# EXERCISE BRIEF
Would you reproduce exactly the lines below from the one holding "inside the rows" through the one holding "pub fn new()", inclusive, and no others?

# SUPPLIED RECORDS
//! Home page content and section layout for the terminal preview.

use std::time::Duration;

use crate::ui::reveal::{BlockId, RevealDirection};
use crate::ui::viewport::Extent;

#[derive(Debug, Clone, Copy, PartialEq, Eq, Hash)]
pub enum Section {
    Hero,
    Categories,
    WhyUs,
    Testimonials,
    CallToAction,
}

/// Reveal placement of one home section.
#[derive(Debug, Clone, Copy)]
pub struct SectionSpec {
    pub section: Section,
    pub height: u16,
    pub direction: RevealDirection,
    pub delay: Duration,
}

impl SectionSpec {
    pub fn block(&self) -> BlockId {
        BlockId(self.section as u64)
    }
}

/// Rows between sections.
pub const SECTION_GAP: u16 = 1;

pub const SECTIONS: [SectionSpec; 5] = [
    SectionSpec {
        section: Section::Hero,
        height: 9,
        direction: RevealDirection::Up,
        delay: Duration::ZERO,
    },
    SectionSpec {
        section: Section::Categories,
        height: 12,
        direction: RevealDirection::Up,
        delay: Duration::from_millis(100),
    },
    SectionSpec {
        section: Section::WhyUs,
        height: 10,
        direction: RevealDirection::Left,
        delay: Duration::ZERO,
    },
    SectionSpec {
        section: Section::Testimonials,
        height: 9,
        direction: RevealDirection::Right,
        delay: Duration::from_millis(100),
    },
    SectionSpec {
        section: Section::CallToAction,
        height: 5,
        direction: RevealDirection::Scale,
        delay: Duration::from_millis(150),
    },
];

/// Document extents of every section, top to bottom.
pub fn section_extents() -> Vec<(SectionSpec, Extent)> {
    let mut top = 0;
    SECTIONS
        .iter()
        .map(|spec| {
            let extent = Extent {
                top,
                height: spec.height,
            };
            top += spec.height + SECTION_GAP;
            (*spec, extent)
        })
        .collect()
}

/// Total document height in rows.
pub fn document_height() -> u16 {
    section_extents()
        .last()
        .map(|(_, e)| e.top + e.height)
        .unwrap_or(0)
}

pub const HERO_BADGE: &str = "★ Authorized Sika Distributor & Partner";
pub const HERO_TITLE: &str = "Premium Sika Solutions Delivered to Your Project";
pub const HERO_BODY: &str = "The complete range of Sika adhesives, flooring, roofing and \
waterproofing products, backed by local expertise and global quality.";

pub struct Feature {
    pub title: &'static str,
    pub desc: &'static str,
}

pub const FEATURES: [Feature; 6] = [
    Feature {
        title: "Authorized Partner",
        desc: "Official distributor with full product warranty.",
    },
    Feature {
        title: "Fast Delivery",
        desc: "Next-day delivery across the region.",
    },
    Feature {
        title: "Technical Expertise",
        desc: "Certified advisors help you pick the right product.",
    },
    Feature {
        title: "Competitive Pricing",
        desc: "Direct distributor pricing.",
    },
    Feature {
        title: "Project Support",
        desc: "From specification to application.",
    },
    Feature {
        title: "Sika Quality",
        desc: "Backed by 110+ years of innovation.",
    },
];

#[derive(Debug, Clone, PartialEq, Eq)]
pub struct Testimonial {
    pub name: &'static str,
    pub role: &'static str,
    pub quote: &'static str,
    pub rating: u8,
}

pub fn testimonials() -> Vec<Testimonial> {
    vec![
        Testimonial {
            name: "Michael T.",
            role: "Project Manager, BuildCo",
            quote: "Their expertise and fast delivery made our waterproofing project a success.",
            rating: 5,
        },
        Testimonial {
            name: "Sarah K.",
            role: "Structural Engineer",
            quote: "We've relied on their adhesive solutions for 3 years. Consistently high quality.",
            rating: 5,
        },
        Testimonial {
            name: "David R.",
            role: "General Contractor",
            quote: "The flooring systems exceeded client expectations at a competitive price.",
            rating: 5,
        },
    ]
}

pub const CTA_TITLE: &str = "Ready to start your project?";
pub const CTA_BODY: &str = "Get a quote from our technical team today.";

#[cfg(test)]
mod tests {
    use super::*;

    #[test]
    fn sections_do_not_overlap() {
        let extents = section_extents();
        for pair in extents.windows(2) {
            let (_, a) = pair[0];
            let (_, b) = pair[1];
            assert_eq!(b.top, a.top + a.height + SECTION_GAP);
        }
        assert_eq!(document_height(), 9 + 12 + 10 + 9 + 5 + 4 * SECTION_GAP);
    }

    #[test]
    fn block_ids_are_distinct() {
        let mut ids: Vec<_> = SECTIONS.iter().map(SectionSpec::block).collect();
        ids.dedup();
        assert_eq!(ids.len(), SECTIONS.len());
    }
}
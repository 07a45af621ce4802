//! Terminal stand-in for a browser intersection observer.
//!
//! Blocks are laid out in document rows. After every scroll or resize the
//! host calls [`ViewportObserver::poll`] and delivers the returned
//! intersection changes to the matching reveal controllers.

use std::collections::BTreeMap;
use std::sync::Arc;

use parking_lot::Mutex;

use crate::ui::reveal::{BlockId, ObserveError, VisibilityObserver};

/// Vertical extent of a block in document rows.
#[derive(Debug, Clone, Copy, PartialEq, Eq)]
pub struct Extent {
    pub top: u16,
    pub height: u16,
}

#[derive(Debug)]
struct Watch {
    threshold: f32,
    /// Last reported state. `None` until the first poll.
    last: Option<bool>,
}

#[derive(Debug, Default)]
struct ViewportInner {
    scroll: u16,
    height: u16,
    extents: BTreeMap<BlockId, Extent>,
    watches: BTreeMap<BlockId, Watch>,
}

/// Share of `extent` inside the rows `[scroll, scroll + height)`.
fn visible_fraction(extent: Extent, scroll: u16, height: u16) -> f32 {
    if extent.height == 0 {
        return 0.0;
    }
    let top = u32::from(extent.top);
    let bottom = top + u32::from(extent.height);
    let view_top = u32::from(scroll);
    let view_bottom = view_top + u32::from(height);
    let overlap = bottom.min(view_bottom).saturating_sub(top.max(view_top));
    overlap as f32 / f32::from(extent.height)
}

/// Shared handle; clones observe the same viewport.
#[derive(Debug, Clone, Default)]
pub struct ViewportObserver {
    inner: Arc<Mutex<ViewportInner>>,
}

impl ViewportObserver {
    pub fn new() -> Self {
        Self::default()
    }

    /// Declare where a block sits. Only placed blocks can be observed.
    pub fn place(&self, block: BlockId, extent: Extent) {
        self.inner.lock().extents.insert(block, extent);
    }

    pub fn set_viewport(&self, scroll: u16, height: u16) {
        let mut inner = self.inner.lock();
        inner.scroll = scroll;
        inner.height = height;
    }

    pub fn is_observing(&self, block: BlockId) -> bool {
        self.inner.lock().watches.contains_key(&block)
    }

    /// Intersection changes since the last poll, including the first
    /// report for newly observed blocks.
    pub fn poll(&self) -> Vec<(BlockId, bool)> {
        let mut guard = self.inner.lock();
        let inner = &mut *guard;
        let mut changes = Vec::new();
        for (block, watch) in inner.watches.iter_mut() {
            let Some(extent) = inner.extents.get(block).copied() else {
                continue;
            };
            let fraction = visible_fraction(extent, inner.scroll, inner.height);
            let intersecting = fraction > 0.0 && fraction >= watch.threshold;
            if watch.last != Some(intersecting) {
                watch.last = Some(intersecting);
                changes.push((*block, intersecting));
            }
        }
        changes
    }
}

impl VisibilityObserver for ViewportObserver {
    fn observe(&mut self, block: BlockId, threshold: f32) -> Result<(), ObserveError> {
        let mut inner = self.inner.lock();
        if !inner.extents.contains_key(&block) {
            return Err(ObserveError::UnknownBlock(block));
        }
        inner.watches.insert(
            block,
            Watch {
                threshold,
                last: None,
            },
        );
        Ok(())
    }

    fn unobserve(&mut self, block: BlockId) {
        self.inner.lock().watches.remove(&block);
    }
}

#[cfg(test)]
mod tests {
    use super::*;

    fn observer_with(blocks: &[(u64, u16, u16)]) -> ViewportObserver {
        let observer = ViewportObserver::new();
        for &(id, top, height) in blocks {
            observer.place(BlockId(id), Extent { top, height });
        }
        observer
    }

    #[test]
    fn first_poll_reports_initial_state() {
        let mut observer = observer_with(&[(1, 0, 10), (2, 30, 10)]);
        observer.set_viewport(0, 20);
        observer.observe(BlockId(1), 0.1).unwrap();
        observer.observe(BlockId(2), 0.1).unwrap();
        assert_eq!(
            observer.poll(),
            vec![(BlockId(1), true), (BlockId(2), false)]
        );
        assert!(observer.poll().is_empty());
    }

    #[test]
    fn scrolling_crosses_threshold() {
        let mut observer = observer_with(&[(1, 30, 10)]);
        observer.set_viewport(0, 20);
        observer.observe(BlockId(1), 0.5).unwrap();
        observer.poll();

        observer.set_viewport(14, 20);
        assert!(observer.poll().is_empty(), "4 of 10 rows visible");
        observer.set_viewport(15, 20);
        assert_eq!(observer.poll(), vec![(BlockId(1), true)]);
    }

    #[test]
    fn unplaced_block_is_unknown() {
        let mut observer = ViewportObserver::new();
        assert_eq!(
            observer.observe(BlockId(9), 0.1),
            Err(ObserveError::UnknownBlock(BlockId(9)))
        );
    }

    #[test]
    fn unobserved_blocks_stop_reporting() {
        let mut observer = observer_with(&[(1, 0, 10)]);
        observer.set_viewport(20, 10);
        observer.observe(BlockId(1), 0.1).unwrap();
        observer.poll();
        observer.unobserve(BlockId(1));
        observer.set_viewport(0, 10);
        assert!(observer.poll().is_empty());
        assert!(!observer.is_observing(BlockId(1)));
    }
}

# RESULT BELOW
/// Share of `extent` inside the rows `[scroll, scroll + height)`.
fn visible_fraction(extent: Extent, scroll: u16, height: u16) -> f32 {
    if extent.height == 0 {
        return 0.0;
    }
    let top = u32::from(extent.top);
    let bottom = top + u32::from(extent.height);
    let view_top = u32::from(scroll);
    let view_bottom = view_top + u32::from(height);
    let overlap = bottom.min(view_bottom).saturating_sub(top.max(view_top));
    overlap as f32 / f32::from(extent.height)
}

/// Shared handle; clones observe the same viewport.
#[derive(Debug, Clone, Default)]
pub struct ViewportObserver {
    inner: Arc<Mutex<ViewportInner>>,
}

impl ViewportObserver {
    pub fn new() -> Self {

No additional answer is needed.